[Collected data]

——————————

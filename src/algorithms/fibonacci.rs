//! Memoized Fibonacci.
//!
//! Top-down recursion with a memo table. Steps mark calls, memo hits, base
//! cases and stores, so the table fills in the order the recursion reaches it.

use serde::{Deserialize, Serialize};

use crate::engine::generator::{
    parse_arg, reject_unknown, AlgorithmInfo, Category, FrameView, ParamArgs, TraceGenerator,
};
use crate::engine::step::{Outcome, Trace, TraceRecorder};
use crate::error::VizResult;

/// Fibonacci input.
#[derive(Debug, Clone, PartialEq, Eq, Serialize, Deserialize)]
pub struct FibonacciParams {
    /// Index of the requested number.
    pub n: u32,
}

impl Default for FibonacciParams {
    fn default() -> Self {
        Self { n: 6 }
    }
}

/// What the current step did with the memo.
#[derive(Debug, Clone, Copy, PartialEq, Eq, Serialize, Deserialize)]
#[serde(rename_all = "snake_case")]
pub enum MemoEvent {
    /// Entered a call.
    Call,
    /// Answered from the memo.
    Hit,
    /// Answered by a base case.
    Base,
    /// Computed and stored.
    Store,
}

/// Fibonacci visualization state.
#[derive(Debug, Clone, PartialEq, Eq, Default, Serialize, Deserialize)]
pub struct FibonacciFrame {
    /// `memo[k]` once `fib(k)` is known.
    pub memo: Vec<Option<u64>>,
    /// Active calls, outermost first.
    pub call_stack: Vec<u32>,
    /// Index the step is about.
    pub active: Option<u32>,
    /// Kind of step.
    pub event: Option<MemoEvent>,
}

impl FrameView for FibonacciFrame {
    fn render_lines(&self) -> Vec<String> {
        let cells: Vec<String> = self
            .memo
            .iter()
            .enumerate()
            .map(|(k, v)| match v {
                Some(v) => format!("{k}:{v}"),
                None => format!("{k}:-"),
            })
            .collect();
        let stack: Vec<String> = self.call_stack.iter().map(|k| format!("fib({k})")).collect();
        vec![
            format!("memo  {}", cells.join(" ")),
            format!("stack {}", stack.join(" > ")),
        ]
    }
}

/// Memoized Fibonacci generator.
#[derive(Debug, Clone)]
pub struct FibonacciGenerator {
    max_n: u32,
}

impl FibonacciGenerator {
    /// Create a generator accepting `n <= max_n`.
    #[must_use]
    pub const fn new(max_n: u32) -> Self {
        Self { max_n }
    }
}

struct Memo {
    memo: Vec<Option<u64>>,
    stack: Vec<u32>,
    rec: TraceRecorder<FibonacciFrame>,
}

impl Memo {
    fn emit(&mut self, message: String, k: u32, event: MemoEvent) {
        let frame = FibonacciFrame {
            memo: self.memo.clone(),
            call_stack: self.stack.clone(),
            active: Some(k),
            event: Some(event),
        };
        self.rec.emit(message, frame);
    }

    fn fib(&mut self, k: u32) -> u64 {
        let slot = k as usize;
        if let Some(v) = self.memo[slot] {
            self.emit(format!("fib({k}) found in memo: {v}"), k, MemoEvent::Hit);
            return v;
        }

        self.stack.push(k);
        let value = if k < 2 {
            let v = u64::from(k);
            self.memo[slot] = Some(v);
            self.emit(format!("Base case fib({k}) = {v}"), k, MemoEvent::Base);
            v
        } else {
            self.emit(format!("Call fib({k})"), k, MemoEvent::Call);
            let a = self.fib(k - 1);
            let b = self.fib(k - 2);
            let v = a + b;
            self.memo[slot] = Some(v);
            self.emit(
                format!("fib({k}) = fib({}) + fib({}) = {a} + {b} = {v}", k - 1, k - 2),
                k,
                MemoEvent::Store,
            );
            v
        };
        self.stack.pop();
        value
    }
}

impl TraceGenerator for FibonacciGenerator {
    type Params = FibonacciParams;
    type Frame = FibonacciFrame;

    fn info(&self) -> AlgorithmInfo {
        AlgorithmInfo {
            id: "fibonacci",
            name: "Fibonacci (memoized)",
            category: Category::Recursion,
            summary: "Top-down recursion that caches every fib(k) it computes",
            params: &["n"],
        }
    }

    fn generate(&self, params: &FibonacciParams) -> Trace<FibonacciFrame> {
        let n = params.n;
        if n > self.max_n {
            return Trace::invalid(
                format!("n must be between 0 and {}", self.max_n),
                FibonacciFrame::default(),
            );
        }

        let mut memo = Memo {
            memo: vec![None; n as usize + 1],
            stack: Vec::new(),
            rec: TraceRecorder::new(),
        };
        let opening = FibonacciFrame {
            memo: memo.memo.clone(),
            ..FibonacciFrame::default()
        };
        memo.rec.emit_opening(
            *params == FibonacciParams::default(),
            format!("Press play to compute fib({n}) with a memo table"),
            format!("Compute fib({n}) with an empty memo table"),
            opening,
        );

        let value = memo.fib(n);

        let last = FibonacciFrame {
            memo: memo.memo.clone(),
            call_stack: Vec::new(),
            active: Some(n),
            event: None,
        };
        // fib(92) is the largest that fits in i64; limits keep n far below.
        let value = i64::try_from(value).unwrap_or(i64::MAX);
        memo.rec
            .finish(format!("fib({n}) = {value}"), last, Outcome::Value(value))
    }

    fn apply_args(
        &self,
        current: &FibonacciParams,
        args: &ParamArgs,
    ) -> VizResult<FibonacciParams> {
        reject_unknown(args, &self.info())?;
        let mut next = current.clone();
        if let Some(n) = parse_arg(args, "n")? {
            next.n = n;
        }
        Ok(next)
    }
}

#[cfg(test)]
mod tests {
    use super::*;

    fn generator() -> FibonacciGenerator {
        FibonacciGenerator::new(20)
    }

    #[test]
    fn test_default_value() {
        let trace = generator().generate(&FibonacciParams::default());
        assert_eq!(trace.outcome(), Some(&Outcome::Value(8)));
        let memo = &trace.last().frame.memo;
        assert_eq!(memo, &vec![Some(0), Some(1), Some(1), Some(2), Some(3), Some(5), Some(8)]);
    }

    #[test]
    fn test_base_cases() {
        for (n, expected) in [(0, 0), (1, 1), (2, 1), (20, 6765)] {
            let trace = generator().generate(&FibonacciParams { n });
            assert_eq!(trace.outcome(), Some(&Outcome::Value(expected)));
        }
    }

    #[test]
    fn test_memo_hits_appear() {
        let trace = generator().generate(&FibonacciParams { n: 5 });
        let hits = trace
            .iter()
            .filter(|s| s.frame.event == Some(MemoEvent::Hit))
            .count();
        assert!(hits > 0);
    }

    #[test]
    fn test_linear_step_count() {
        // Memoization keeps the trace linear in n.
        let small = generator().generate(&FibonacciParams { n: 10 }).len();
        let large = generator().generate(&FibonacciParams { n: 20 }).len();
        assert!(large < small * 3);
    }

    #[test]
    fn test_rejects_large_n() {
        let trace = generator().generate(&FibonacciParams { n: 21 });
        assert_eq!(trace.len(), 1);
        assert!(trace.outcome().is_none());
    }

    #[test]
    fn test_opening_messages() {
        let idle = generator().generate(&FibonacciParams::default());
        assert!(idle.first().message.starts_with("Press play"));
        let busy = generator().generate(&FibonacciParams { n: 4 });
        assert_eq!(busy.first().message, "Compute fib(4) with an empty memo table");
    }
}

——————————

▸ PROBLEM REQUIREMENTS
Please filter the data down to the lines containing the word "calls".

▸ RESPONSE TO THIS TASK
//! Top-down recursion with a memo table. Steps mark calls, memo hits, base
    /// Active calls, outermost first.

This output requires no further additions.